> [TASK GOAL]:
Would you please copy the part of the material below that opens with the line containing "self.shared.state.lock().filepos" and closes with the line containing "let cur = guard.current_range();"? Copy it exactly, and only it.
[RECORDS SUPPLIED — start]
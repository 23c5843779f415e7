//! Stream descriptors — identity and codec info for one elementary stream.

use bytes::Bytes;
use vireo_common::{StreamType, Tags};

use crate::packet::Packet;

/// Codec parameters carried through to decoders. Opaque to the buffering
/// layer; only the codec name is ever inspected (for logging).
#[derive(Clone, Debug, Default)]
pub struct CodecParams {
    /// Codec identifier, e.g. `"h264"`, `"aac"`, `"eia_608"`.
    pub codec: String,
    /// Codec-specific initialization data (SPS/PPS, ASC, ...).
    pub extra_data: Bytes,
    /// Sample rate for audio streams (0 if not applicable).
    pub samplerate: u32,
    /// Channel count for audio streams (0 if not applicable).
    pub channels: u16,
    /// Coded width/height for video streams (0 if not applicable).
    pub width: u32,
    pub height: u32,
}

/// Descriptor for one logical elementary stream.
///
/// Producers construct one per track and hand it to
/// [`ProducerCtx::add_stream`](crate::ProducerCtx::add_stream), which
/// assigns `index` (and `demuxer_id` if unset) and freezes it. After
/// registration the descriptor is immutable and shared as `Arc<Stream>`;
/// tag updates flow through the events bridge instead.
#[derive(Clone, Debug)]
pub struct Stream {
    /// Stream kind.
    pub stream_type: StreamType,
    /// Index assigned on registration; equals the position in the stream
    /// list and never changes.
    pub index: usize,
    /// Producer-visible numbering (e.g. the container's track id). When the
    /// producer leaves it `None`, registration assigns a per-type counter.
    pub demuxer_id: Option<i64>,
    /// Codec parameters, opaque to this layer.
    pub codec: CodecParams,
    /// Tags known at registration time. Later updates arrive via
    /// [`Demuxer::stream_tags`](crate::Demuxer::stream_tags).
    pub tags: Tags,
    /// A single-shot packet (e.g. embedded cover art) emitted once on the
    /// first read, after which the stream reports EOF.
    pub attached_picture: Option<Packet>,
    /// Whether the container marks this track as default.
    pub default_track: bool,
}

impl Stream {
    /// Create a blank descriptor of the given kind.
    pub fn new(stream_type: StreamType) -> Self {
        Self {
            stream_type,
            index: 0,
            demuxer_id: None,
            codec: CodecParams::default(),
            tags: Tags::new(),
            attached_picture: None,
            default_track: false,
        }
    }
}
impl Demuxer {
    /// Start the read-ahead thread.
    pub fn start_thread(&mut self) {
        if self.thread.is_some() {
            return;
        }
        self.shared.state.lock().threading = true;
        let shared = Arc::clone(&self.shared);
        self.thread = Some(
            std::thread::Builder::new()
                .name("demux".into())
                .spawn(move || thread::demux_thread(shared))
                .expect("failed to spawn demux thread"),
        );
    }

    /// Stop and join the read-ahead thread. The demuxer keeps working in
    /// single-threaded mode afterwards.
    pub fn stop_thread(&mut self) {
        let Some(handle) = self.thread.take() else {
            return;
        };
        self.shared.state.lock().thread_terminate = true;
        self.shared.wakeup.notify_all();
        handle.join().expect("demux thread panicked");
        let mut guard = self.shared.state.lock();
        guard.threading = false;
        guard.thread_terminate = false;
    }

    /// The consumer view of demuxer-wide state (format, duration,
    /// metadata, ...), as of the last [`update`](Self::update).
    pub fn info(&self) -> &DemuxerInfo {
        &self.info
    }

    /// Pull pending producer-side changes into the consumer view. Returns
    /// the coalesced events since the previous call.
    pub fn update(&mut self) -> Events {
        if !self.shared.state.lock().threading {
            thread::update_cache(&self.shared);
        }

        let mut guard = self.shared.state.lock();
        let mut events = guard.buffer_events;
        guard.buffer_events = Events::empty();
        self.info.copy_from(&mut guard.buffer_info, events);
        events |= guard.events;
        guard.events = Events::empty();

        if events.contains(Events::METADATA) {
            let num = guard.current_tags.len().min(self.info.stream_tags.len());
            for n in 0..num {
                if let Some(tags) = self.info.stream_tags[n].take() {
                    guard.current_tags[n] = tags;
                }
            }

            // Audio-only files often carry their metadata on the single
            // stream instead of the container.
            if guard.current_tags.len() == 1 {
                let stream_tags = guard.current_tags[0].clone();
                self.info.metadata.merge(&stream_tags);
            }
            if let Some(source_metadata) = guard.source_metadata.clone() {
                self.info.metadata.merge(&source_metadata);
            }
        }

        events
    }

    /// Install a callback fired when a new packet arrives after an
    /// underrun, or when EOF is reached. The callback runs under the
    /// cache lock and must not call back into the demuxer; just wake your
    /// event loop.
    pub fn set_wakeup_cb(&self, cb: impl Fn() + Send + Sync + 'static) {
        self.shared.state.lock().wakeup_cb = Some(Arc::new(cb) as WakeupCb);
    }

    /// Offset added to every timestamp leaving the demuxer (and removed
    /// from every incoming seek target).
    pub fn set_ts_offset(&self, offset: f64) {
        self.shared.state.lock().ts_offset = offset;
    }

    /// Select every future stream as it is registered. Single-threaded
    /// setup convenience.
    pub fn set_autoselect(&self, autoselect: bool) {
        let mut guard = self.shared.state.lock();
        assert!(!guard.threading, "autoselect must be configured before threading");
        guard.autoselect = autoselect;
    }

    pub fn num_streams(&self) -> usize {
        self.shared.state.lock().streams.len()
    }

    /// Stream descriptor by index. Valid indices never go away.
    pub fn stream(&self, index: usize) -> Option<Arc<Stream>> {
        self.shared.state.lock().streams.get(index).cloned()
    }

    /// All registered stream descriptors.
    pub fn streams(&self) -> Vec<Arc<Stream>> {
        self.shared.state.lock().streams.clone()
    }

    /// Look a stream up by producer-visible numbering.
    pub fn stream_by_demuxer_id(&self, ty: StreamType, id: i64) -> Option<Arc<Stream>> {
        let guard = self.shared.state.lock();
        guard
            .streams
            .iter()
            .find(|s| s.stream_type == ty && s.demuxer_id == Some(id))
            .cloned()
    }

    /// Current tags for a stream (initial descriptor tags plus any updates
    /// delivered through [`update`](Self::update)).
    pub fn stream_tags(&self, index: usize) -> Tags {
        self.shared
            .state
            .lock()
            .current_tags
            .get(index)
            .cloned()
            .unwrap_or_default()
    }

    pub fn is_stream_selected(&self, index: usize) -> bool {
        self.shared
            .state
            .lock()
            .states
            .get(index)
            .is_some_and(|s| s.selected)
    }

    /// Enable or disable packet delivery for a stream.
    ///
    /// Enabling mid-playback schedules a refresh seek: the producer is
    /// rewound to slightly before `ref_pts` (the assumed player position)
    /// and already-buffered streams deduplicate the replayed packets, so
    /// the new track fills in without disturbing the others.
    pub fn select_track(&self, index: usize, selected: bool, ref_pts: Option<f64>) {
        let mut guard = self.shared.state.lock();
        let Some(currently) = guard.states.get(index).map(|s| s.selected) else {
            return;
        };
        // Don't flush buffers on a no-op selection.
        if currently != selected {
            guard.update_stream_selection_state(index, selected, false);
            guard.tracks_switched = true;
            let need_refresh = selected && !guard.initial_state;
            guard.states[index].need_refresh = need_refresh;
            if need_refresh {
                let offset = guard.ts_offset;
                guard.ref_pts = add_pts(ref_pts, -offset);
            }
            if !guard.threading {
                thread::execute_trackswitch(&self.shared, &mut guard);
            }
        }
        guard.check_consistency();
        drop(guard);
        self.shared.wakeup.notify_all();
    }

    /// Blocking read. Returns `None` on EOF (or while the forward byte cap
    /// pauses read-ahead; draining buffered packets recovers that).
    pub fn read_packet(&self, stream: usize) -> Option<Packet> {
        reader::read_packet_blocking(&self.shared, stream)
    }

    /// Non-blocking read; see [`ReadStatus`].
    pub fn read_packet_async(&self, stream: usize) -> ReadStatus {
        reader::read_packet_async(&self.shared, stream)
    }

    /// Whether a packet is queued right now. Never blocks or reads.
    pub fn has_packet(&self, stream: usize) -> bool {
        reader::has_packet(&self.shared, stream)
    }

    /// Read whichever stream has data next. Single-threaded mode only.
    pub fn read_any_packet(&self) -> Option<Packet> {
        reader::read_any_packet(&self.shared)
    }

    /// Drop all cached packets and reset reader state. Stream selection
    /// and the producer position are unaffected.
    pub fn flush(&self) {
        let mut guard = self.shared.state.lock();
        guard.clear_reader_state_all();
        for n in 0..guard.ranges.len() {
            let freed = guard.ranges[n].clear();
            guard.total_bytes -= freed;
        }
        guard.free_empty_cached_ranges();
        debug_assert_eq!(guard.total_bytes, 0);
        guard.check_consistency();
    }

    /// Seek to `pts` (seconds, or a 0..1 factor with
    /// [`SeekFlags::FACTOR`]). Satisfied from the cache when possible;
    /// otherwise queues a low-level producer seek.
    pub fn seek(&self, pts: f64, flags: SeekFlags) -> Result<(), SeekError> {
        seek::seek_impl(&self.shared, pts, flags)
    }

    /// High-water mark of dequeued packet byte positions.
    pub fn filepos(&self) -> Option<u64> {
        self.shared.state.lock().filepos
    }

    /// Aggregate reader/buffer state for the player frontend.
    pub fn reader_state(&self) -> ReaderState {
        let guard = self.shared.state.lock();
        let mut r = ReaderState {
            eof: guard.last_eof,
            fw_bytes: guard.fw_bytes,
            total_bytes: guard.total_bytes,
            ..Default::default()
        };

        let cur = guard.current_range();
        let mut any_packets = false;
        for n in 0..guard.states.len() {
            let ds = &guard.states[n];
            let queue = &guard.ranges[cur].streams[n];
            if ds.eager && !(queue.is_empty() && ds.eof) && !ds.ignore_eof {
                r.underrun |= ds.reader_head.is_none() && !ds.eof;
                r.ts_reader = pts_max(r.ts_reader, ds.base_ts);
                r.ts_end = pts_max(r.ts_end, queue.last_ts);
                any_packets |= !queue.is_empty();
            }
        }
        r.idle = (guard.idle && !r.underrun) || r.eof;
        r.underrun &= !r.idle;
        r.ts_reader = add_pts(r.ts_reader, guard.ts_offset);
        r.ts_end = add_pts(r.ts_end, guard.ts_offset);
        if let (Some(reader), Some(end)) = (r.ts_reader, r.ts_end) {
            if reader <= end {
                r.ts_duration = Some(end - reader);
            }
        }
        if guard.seeking || !any_packets {
            r.ts_duration = Some(0.0);
        }
        for range in guard.ranges.iter() {
            if r.seek_ranges.len() >= MAX_SEEK_RANGES {
                break;
            }
            if let (Some(start), Some(end)) = (range.seek_start, range.seek_end) {
                r.seek_ranges
                    .push((start + guard.ts_offset, end + guard.ts_offset));
            }
        }
        r
    }

    /// Bitrate sums per stream type over selected streams.
    pub fn bitrate_stats(&self) -> BitrateStats {
        let guard = self.shared.state.lock();
        let mut stats = BitrateStats::default();
        for ds in &guard.states {
            if !ds.selected {
                continue;
            }
            let Some(bitrate) = ds.bitrate else {
                continue;
            };
            let slot = match ds.stream_type {
                StreamType::Video => &mut stats.video,
                StreamType::Audio => &mut stats.audio,
                StreamType::Subtitle => &mut stats.subtitle,
            };
            *slot = Some(slot.unwrap_or(0.0) + bitrate);
        }
        stats
    }

    /// Total source size in bytes, if the producer knows it. Served from
    /// the cached snapshot; falls back to a blocking query on the demux
    /// thread.
    pub fn source_size(&self) -> Option<u64> {
        if let Some(size) = self.shared.state.lock().source_size {
            return Some(size);
        }
        self.ensure_source_state();
        self.shared.state.lock().source_size
    }

    /// Upstream byte-cache state, if the source has a cache.
    pub fn source_cache_info(&self) -> Option<CacheInfo> {
        if let Some(cache) = self.shared.state.lock().source_cache {
            return Some(cache);
        }
        self.ensure_source_state();
        self.shared.state.lock().source_cache
    }

    /// Display name of the underlying source, if it has one.
    pub fn base_filename(&self) -> Option<String> {
        if let Some(name) = self.shared.state.lock().base_filename.clone() {
            return Some(name);
        }
        self.ensure_source_state();
        self.shared.state.lock().base_filename.clone()
    }

    /// Refresh the cached source snapshot: immediately in single-threaded
    /// mode, via a blocking round-trip on the demux thread otherwise.
    fn ensure_source_state(&self) {
        let threading = {
            let mut guard = self.shared.state.lock();
            if guard.source_cache.is_some() {
                // Keep the cached numbers fresh for the next caller too.
                guard.force_cache_update = true;
            }
            guard.threading
        };
        self.shared.wakeup.notify_all();

        if !threading {
            thread::update_cache(&self.shared);
            return;
        }

        debug!("blocking on demux thread for source state");
        let (tx, rx) = crossbeam::channel::bounded(1);
        {
            let mut guard = self.shared.state.lock();
            while guard.run_fn.is_some() {
                self.shared.wakeup.wait(&mut guard);
            }
            guard.run_fn = Some(Box::new(move |slot: &mut ProducerSlot| {
                let _ = tx.send(slot.producer.query_source());
            }));
        }
        self.shared.wakeup.notify_all();
        if let Ok(state) = rx.recv() {
            self.shared.state.lock().fold_source_state(state);
        }
    }
}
[RECORDS SUPPLIED — finish]
> [ANSWER TO THIS TASK]:
        self.shared.state.lock().filepos
    }

    /// Aggregate reader/buffer state for the player frontend.
    pub fn reader_state(&self) -> ReaderState {
        let guard = self.shared.state.lock();
        let mut r = ReaderState {
            eof: guard.last_eof,
            fw_bytes: guard.fw_bytes,
            total_bytes: guard.total_bytes,
            ..Default::default()
        };

        let cur = guard.current_range();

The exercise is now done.